Problem details
From the first entry to the last, repeat them all exactly.
━━ Exercise material
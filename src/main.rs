//! oaslint CLI entry point.

use std::process::ExitCode;

use clap::Parser;
use oaslint::cli::{dispatch, Cli};
use tracing_subscriber::{fmt, prelude::*, EnvFilter};

/// Initialize the tracing subscriber for logging.
///
/// Log level is controlled by:
/// 1. `--debug` flag sets level to DEBUG
/// 2. `RUST_LOG` environment variable (if set)
/// 3. Default is INFO
fn init_tracing(debug: bool) {
    let filter = if debug {
        EnvFilter::new("oaslint=debug")
    } else {
        EnvFilter::try_from_default_env().unwrap_or_else(|_| EnvFilter::new("oaslint=info"))
    };

    tracing_subscriber::registry()
        .with(fmt::layer().with_target(false).with_writer(std::io::stderr))
        .with(filter)
        .init();
}

fn main() -> ExitCode {
    let cli = Cli::parse();
    init_tracing(cli.debug);

    if cli.no_color {
        console::set_colors_enabled(false);
    }

    match dispatch(&cli) {
        Ok(result) => ExitCode::from(result.exit_code),
        Err(e) => {
            eprintln!("Error: {e}");
            ExitCode::from(2)
        }
    }
}
//! Lint output formatters.
//!
//! Human-readable, JSON, and SARIF renderings of a diagnostic list.

pub mod human;
pub mod json;
pub mod sarif;

use std::io::Write;

use crate::lint::diagnostic::Diagnostic;

/// Trait for formatting lint output.
pub trait LintFormatter {
    fn format<W: Write>(
        &self,
        diagnostics: &[Diagnostic],
        writer: &mut W,
    ) -> std::io::Result<()>;
}

pub use human::HumanFormatter;
pub use json::JsonFormatter;
pub use sarif::SarifFormatter;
━━━━
Your response
filename src/main.rs
//! oaslint CLI entry point.

use std::process::ExitCode;

use clap::Parser;
use oaslint::cli::{dispatch, Cli};
use tracing_subscriber::{fmt, prelude::*, EnvFilter};

/// Initialize the tracing subscriber for logging.
///
/// Log level is controlled by:
/// 1. `--debug` flag sets level to DEBUG
/// 2. `RUST_LOG` environment variable (if set)
/// 3. Default is INFO
fn init_tracing(debug: bool) {
    let filter = if debug {
        EnvFilter::new("oaslint=debug")
    } else {
        EnvFilter::try_from_default_env().unwrap_or_else(|_| EnvFilter::new("oaslint=info"))
    };

    tracing_subscriber::registry()
        .with(fmt::layer().with_target(false).with_writer(std::io::stderr))
        .with(filter)
        .init();
}

fn main() -> ExitCode {
    let cli = Cli::parse();
    init_tracing(cli.debug);

    if cli.no_color {
        console::set_colors_enabled(false);
    }

    match dispatch(&cli) {
        Ok(result) => ExitCode::from(result.exit_code),
        Err(e) => {
            eprintln!("Error: {e}");
            ExitCode::from(2)
        }
    }
}
//! Lint output formatters.
//!
//! Human-readable, JSON, and SARIF renderings of a diagnostic list.

pub mod human;
pub mod json;
pub mod sarif;

use std::io::Write;

use crate::lint::diagnostic::Diagnostic;

/// Trait for formatting lint output.
pub trait LintFormatter {
    fn format<W: Write>(
        &self,
        diagnostics: &[Diagnostic],
        writer: &mut W,
    ) -> std::io::Result<()>;
}

pub use human::HumanFormatter;
pub use json::JsonFormatter;
pub use sarif::SarifFormatter;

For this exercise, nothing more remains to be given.